W najbliższej kolejce koszykarze MKK zagrają z beniaminkiem tegorocznych zmagań w drugiej lidze, Pogonią Mogilno. Co można powiedzieć o mocnych stronach tej drużyny?
-W tej drużynie z beniaminka pozostaje wyłącznie nazwa. To drużyna, zbudowana ze sporym budżetem oparta na zawodnikach z doświadczeniem wykraczającym ponad drugą ligę i naszych zawodników.
Coraz więcej szans dostają najmłodsi gracze MKK. Niedawno zadebiutował Kamil Gorzelany, zdobywając już nawet pierwsze punkty, a w meczu z Kutnem w składzie znalazł się Albert Konowalski. Czy jest Pan zadowolony z ich postępów na treningach i czy będą dostawać więcej szans do pokazania się na drugoligowych parkietach?

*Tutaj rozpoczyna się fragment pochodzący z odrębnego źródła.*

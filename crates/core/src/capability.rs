//! Capability declarations — what a handler claims expertise in.

use serde::{Deserialize, Serialize};

use crate::error::RegistryError;

/// Describes one handler's area of expertise for intent matching.
///
/// Immutable after registration for a running process; removed only by
/// explicit deregistration.
#[derive(Debug, Clone, Serialize, Deserialize)]
pub struct Capability {
    /// Unique handler identifier.
    pub handler_id: String,

    /// Single tokens that raise the relevance score.
    pub keywords: Vec<String>,

    /// Multi-word strings that raise the score more strongly than
    /// single keywords. Matched via substring containment.
    pub phrases: Vec<String>,

    /// Domain-signal tokens (e.g. AWS service names). A co-occurrence
    /// bonus applies when one of these appears alongside an action
    /// signal.
    #[serde(default)]
    pub domain_signals: Vec<String>,

    /// Action-signal tokens (e.g. "cost", "estimate").
    #[serde(default)]
    pub action_signals: Vec<String>,

    /// Tie-breaker; higher wins when scores are equal.
    #[serde(default)]
    pub priority: i32,

    /// Minimum normalized score required to treat this handler as a
    /// confident match. Must be in `[0, 1]`.
    pub confidence_threshold: f64,
}

impl Capability {
    /// Create a capability with the given id and threshold.
    pub fn new(handler_id: impl Into<String>, confidence_threshold: f64) -> Self {
        Self {
            handler_id: handler_id.into(),
            keywords: Vec::new(),
            phrases: Vec::new(),
            domain_signals: Vec::new(),
            action_signals: Vec::new(),
            priority: 0,
            confidence_threshold,
        }
    }

    pub fn with_keywords<I, S>(mut self, keywords: I) -> Self
    where
        I: IntoIterator<Item = S>,
        S: Into<String>,
    {
        self.keywords = keywords.into_iter().map(Into::into).collect();
        self
    }

    pub fn with_phrases<I, S>(mut self, phrases: I) -> Self
    where
        I: IntoIterator<Item = S>,
        S: Into<String>,
    {
        self.phrases = phrases.into_iter().map(Into::into).collect();
        self
    }

    pub fn with_domain_signals<I, S>(mut self, signals: I) -> Self
    where
        I: IntoIterator<Item = S>,
        S: Into<String>,
    {
        self.domain_signals = signals.into_iter().map(Into::into).collect();
        self
    }

    pub fn with_action_signals<I, S>(mut self, signals: I) -> Self
    where
        I: IntoIterator<Item = S>,
        S: Into<String>,
    {
        self.action_signals = signals.into_iter().map(Into::into).collect();
        self
    }

    pub fn with_priority(mut self, priority: i32) -> Self {
        self.priority = priority;
        self
    }

    /// Validate the registry invariants: non-empty id, threshold in `[0,1]`.
    pub fn validate(&self) -> Result<(), RegistryError> {
        if self.handler_id.trim().is_empty() {
            return Err(RegistryError::InvalidCapability {
                handler_id: self.handler_id.clone(),
                reason: "handler_id must not be empty".into(),
            });
        }
        if !(0.0..=1.0).contains(&self.confidence_threshold) {
            return Err(RegistryError::InvalidCapability {
                handler_id: self.handler_id.clone(),
                reason: format!(
                    "confidence_threshold {} outside [0, 1]",
                    self.confidence_threshold
                ),
            });
        }
        Ok(())
    }
}

#[cfg(test)]
mod tests {
    use super::*;

    #[test]
    fn builder_assembles_fields() {
        let cap = Capability::new("cost", 0.5)
            .with_keywords(["cost", "price"])
            .with_phrases(["how much"])
            .with_priority(5);

        assert_eq!(cap.handler_id, "cost");
        assert_eq!(cap.keywords.len(), 2);
        assert_eq!(cap.phrases, vec!["how much"]);
        assert_eq!(cap.priority, 5);
        assert!(cap.validate().is_ok());
    }

    #[test]
    fn threshold_out_of_range_rejected() {
        assert!(Capability::new("x", 1.5).validate().is_err());
        assert!(Capability::new("x", -0.1).validate().is_err());
        assert!(Capability::new("x", 0.0).validate().is_ok());
        assert!(Capability::new("x", 1.0).validate().is_ok());
    }

    #[test]
    fn empty_id_rejected() {
        assert!(Capability::new("  ", 0.5).validate().is_err());
    }
}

-Uważam, że chłopaki mają serce do tego sportu. Czy dostaną więcej minut? Nie wiem. Na co zapracują, jaką pozycję sobie zbudują-taką będą mieć rolę w drużynie. Młodzi gracze mają w naszym klubie szansę rozwoju, nie każdy potrafi to wykorzystać. Wszystko w ich rękach. Powiedzenie mówi, że cierpliwy nawet kamień ugotuje.
Jak wygląda sytuacja kadrowa drużyny po ostatnim meczu? Czy nikt nie narzekał na urazy?
-Na drobny uraz narzeka Karol Tyborowski, ale myślę, że za około 2 tygodnie będzie dobrze. Pozostali gracze nie narzekają na poważniejsze urazy.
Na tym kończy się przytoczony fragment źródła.